YOUR OBJECTIVE
Of the material below, only the lines from the line containing "#[async_trait]" down to the line containing "no entry yet." belong in the answer, written out exactly.

PROVIDED MATERIAL
"""
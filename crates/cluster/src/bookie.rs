//! Point-to-point contract with a single storage node.
//!
//! The ledger client never talks to the network itself: every request to a
//! bookie goes through [`BookieClient`]. Implementations own transport,
//! serialization and any per-request retry. Each call completes exactly once.
//!
//! Responses are folded into a [`NodeOutcome`] before they reach a pending
//! operation, so that a deadline expiring and a bookie answering with an
//! error travel through the same quorum arithmetic.

use std::fmt::Debug;

use async_trait::async_trait;
use bytes::Bytes;

use crate::{
    error::{BookieError, BookieResult},
    types::{BookieId, LedgerId},
};

/// Flags carried by an add request.
#[derive(Debug, Clone, Copy, Default, PartialEq, Eq)]
pub struct WriteFlags {
    /// Set by a recovering reader re-replicating entries of a fenced ledger.
    /// Such adds are accepted even though the ledger is fenced.
    pub recovery: bool,
}

impl WriteFlags {
    /// Flags for a recovery add.
    #[must_use]
    pub fn recovery() -> Self {
        Self { recovery: true }
    }
}

/// Flags carried by read requests.
#[derive(Debug, Clone, Default, PartialEq, Eq)]
pub enum ReadFlags {
    /// Plain read.
    #[default]
    Normal,
    /// Read that also fences the ledger on the bookie, refusing any further
    /// non-recovery add. The master key proves the reader knows the password.
    Fence {
        /// Master key derived from the ledger password.
        master_key: Bytes,
    },
}

/// Asynchronous RPC surface of one bookie.
///
/// `payload` and returned frames are sealed entries as produced by the
/// client's digest layer; a bookie stores and returns them opaquely.
#[async_trait]
pub trait BookieClient: Send + Sync + Debug {
    /// Stores one sealed entry.
    async fn add_entry(
        &self,
        bookie: &BookieId,
        ledger_id: LedgerId,
        entry_id: i64,
        master_key: &[u8],
        payload: Bytes,
        flags: WriteFlags,
    ) -> BookieResult<()>;

    /// Reads one sealed entry.
    async fn read_entry(
        &self,
        bookie: &BookieId,
        ledger_id: LedgerId,
        entry_id: i64,
        flags: ReadFlags,
    ) -> BookieResult<Bytes>;

    /// Reads consecutive sealed entries starting at `start_entry_id`.
    ///
    /// Returns at least the first entry when present, then stops at
    /// `max_count` entries or once the next frame would push the response
    /// past `max_size` bytes.
    async fn batch_read_entries(
        &self,
        bookie: &BookieId,
        ledger_id: LedgerId,
        start_entry_id: i64,
        max_count: usize,
        max_size: usize,
    ) -> BookieResult<Vec<Bytes>>;

    /// Returns the highest sealed entry the bookie holds for the ledger, or
    /// `None` when it holds the ledger but no entry yet.
    async fn read_last_confirmed(
        &self,
        bookie: &BookieId,
        ledger_id: LedgerId,
        flags: ReadFlags,
    ) -> BookieResult<Option<Bytes>>;
}

/// Result of one per-bookie request as seen by a pending operation.
#[derive(Debug, Clone)]
pub enum NodeOutcome<T> {
    /// The bookie answered successfully.
    Success(T),
    /// The bookie answered with an error.
    Failure(BookieError),
    /// No answer arrived before the deadline.
    Timeout,
}

impl<T> NodeOutcome<T> {
    /// Folds a bookie response and its deadline into an outcome.
    ///
    /// `None` means the deadline elapsed first.
    pub fn from_response(response: Option<BookieResult<T>>) -> Self {
        match response {
            Some(Ok(value)) => Self::Success(value),
            Some(Err(BookieError::Timeout)) | None => Self::Timeout,
            Some(Err(err)) => Self::Failure(err),
        }
    }

    /// Returns `true` for a successful answer.
    #[must_use]
    pub fn is_success(&self) -> bool {
        matches!(self, Self::Success(_))
    }

    /// Converts the outcome back into a result, timeouts becoming
    /// [`BookieError::Timeout`].
    pub fn into_result(self) -> BookieResult<T> {
        match self {
            Self::Success(value) => Ok(value),
            Self::Failure(err) => Err(err),
            Self::Timeout => Err(BookieError::Timeout),
        }
    }
}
"""
RESPONSE BOX
#[async_trait]
pub trait BookieClient: Send + Sync + Debug {
    /// Stores one sealed entry.
    async fn add_entry(
        &self,
        bookie: &BookieId,
        ledger_id: LedgerId,
        entry_id: i64,
        master_key: &[u8],
        payload: Bytes,
        flags: WriteFlags,
    ) -> BookieResult<()>;

    /// Reads one sealed entry.
    async fn read_entry(
        &self,
        bookie: &BookieId,
        ledger_id: LedgerId,
        entry_id: i64,
        flags: ReadFlags,
    ) -> BookieResult<Bytes>;

    /// Reads consecutive sealed entries starting at `start_entry_id`.
    ///
    /// Returns at least the first entry when present, then stops at
    /// `max_count` entries or once the next frame would push the response
    /// past `max_size` bytes.
    async fn batch_read_entries(
        &self,
        bookie: &BookieId,
        ledger_id: LedgerId,
        start_entry_id: i64,
        max_count: usize,
        max_size: usize,
    ) -> BookieResult<Vec<Bytes>>;

    /// Returns the highest sealed entry the bookie holds for the ledger, or
    /// `None` when it holds the ledger but no entry yet.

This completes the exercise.